Copy out all the entries exactly.

(Saved data entries)
::::::::
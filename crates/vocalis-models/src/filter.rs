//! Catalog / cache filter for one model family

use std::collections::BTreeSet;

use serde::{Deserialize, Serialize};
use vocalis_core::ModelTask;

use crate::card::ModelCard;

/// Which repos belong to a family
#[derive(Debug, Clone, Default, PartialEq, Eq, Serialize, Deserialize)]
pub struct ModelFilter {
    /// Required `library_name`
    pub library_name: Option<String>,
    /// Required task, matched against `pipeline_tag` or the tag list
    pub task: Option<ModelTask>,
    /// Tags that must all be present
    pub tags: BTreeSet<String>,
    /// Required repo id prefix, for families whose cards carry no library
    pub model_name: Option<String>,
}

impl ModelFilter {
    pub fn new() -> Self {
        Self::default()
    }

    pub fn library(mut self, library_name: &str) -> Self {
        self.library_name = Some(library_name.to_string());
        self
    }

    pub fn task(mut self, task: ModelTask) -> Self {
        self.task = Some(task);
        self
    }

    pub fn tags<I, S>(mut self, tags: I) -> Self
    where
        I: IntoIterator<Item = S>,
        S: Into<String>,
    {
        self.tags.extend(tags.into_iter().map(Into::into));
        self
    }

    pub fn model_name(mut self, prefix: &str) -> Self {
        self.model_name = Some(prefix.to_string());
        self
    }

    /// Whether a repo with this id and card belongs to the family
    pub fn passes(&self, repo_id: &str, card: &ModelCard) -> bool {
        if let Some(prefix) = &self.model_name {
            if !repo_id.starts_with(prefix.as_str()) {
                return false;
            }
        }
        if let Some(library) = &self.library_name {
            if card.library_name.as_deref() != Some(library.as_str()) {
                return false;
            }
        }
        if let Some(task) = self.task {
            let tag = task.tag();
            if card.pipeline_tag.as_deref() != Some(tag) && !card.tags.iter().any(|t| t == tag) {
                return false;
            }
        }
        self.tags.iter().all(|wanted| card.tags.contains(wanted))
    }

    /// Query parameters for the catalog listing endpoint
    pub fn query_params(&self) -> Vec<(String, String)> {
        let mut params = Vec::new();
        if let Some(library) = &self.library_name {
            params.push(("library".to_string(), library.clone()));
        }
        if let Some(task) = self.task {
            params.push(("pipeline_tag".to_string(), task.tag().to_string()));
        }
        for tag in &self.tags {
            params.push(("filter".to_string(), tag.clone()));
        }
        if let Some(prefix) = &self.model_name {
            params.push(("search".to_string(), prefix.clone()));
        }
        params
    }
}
::::::::
## Solution below
filename crates/vocalis-models/src/filter.rs
//! Catalog / cache filter for one model family

use std::collections::BTreeSet;

use serde::{Deserialize, Serialize};
use vocalis_core::ModelTask;

use crate::card::ModelCard;

/// Which repos belong to a family
#[derive(Debug, Clone, Default, PartialEq, Eq, Serialize, Deserialize)]
pub struct ModelFilter {
    /// Required `library_name`
    pub library_name: Option<String>,
    /// Required task, matched against `pipeline_tag` or the tag list
    pub task: Option<ModelTask>,
    /// Tags that must all be present
    pub tags: BTreeSet<String>,
    /// Required repo id prefix, for families whose cards carry no library
    pub model_name: Option<String>,
}

impl ModelFilter {
    pub fn new() -> Self {
        Self::default()
    }

    pub fn library(mut self, library_name: &str) -> Self {
        self.library_name = Some(library_name.to_string());
        self
    }

    pub fn task(mut self, task: ModelTask) -> Self {
        self.task = Some(task);
        self
    }

    pub fn tags<I, S>(mut self, tags: I) -> Self
    where
        I: IntoIterator<Item = S>,
        S: Into<String>,
    {
        self.tags.extend(tags.into_iter().map(Into::into));
        self
    }

    pub fn model_name(mut self, prefix: &str) -> Self {
        self.model_name = Some(prefix.to_string());
        self
    }

    /// Whether a repo with this id and card belongs to the family
    pub fn passes(&self, repo_id: &str, card: &ModelCard) -> bool {
        if let Some(prefix) = &self.model_name {
            if !repo_id.starts_with(prefix.as_str()) {
                return false;
            }
        }
        if let Some(library) = &self.library_name {
            if card.library_name.as_deref() != Some(library.as_str()) {
                return false;
            }
        }
        if let Some(task) = self.task {
            let tag = task.tag();
            if card.pipeline_tag.as_deref() != Some(tag) && !card.tags.iter().any(|t| t == tag) {
                return false;
            }
        }
        self.tags.iter().all(|wanted| card.tags.contains(wanted))
    }

    /// Query parameters for the catalog listing endpoint
    pub fn query_params(&self) -> Vec<(String, String)> {
        let mut params = Vec::new();
        if let Some(library) = &self.library_name {
            params.push(("library".to_string(), library.clone()));
        }
        if let Some(task) = self.task {
            params.push(("pipeline_tag".to_string(), task.tag().to_string()));
        }
        for tag in &self.tags {
            params.push(("filter".to_string(), tag.clone()));
        }
        if let Some(prefix) = &self.model_name {
            params.push(("search".to_string(), prefix.clone()));
        }
        params
    }
}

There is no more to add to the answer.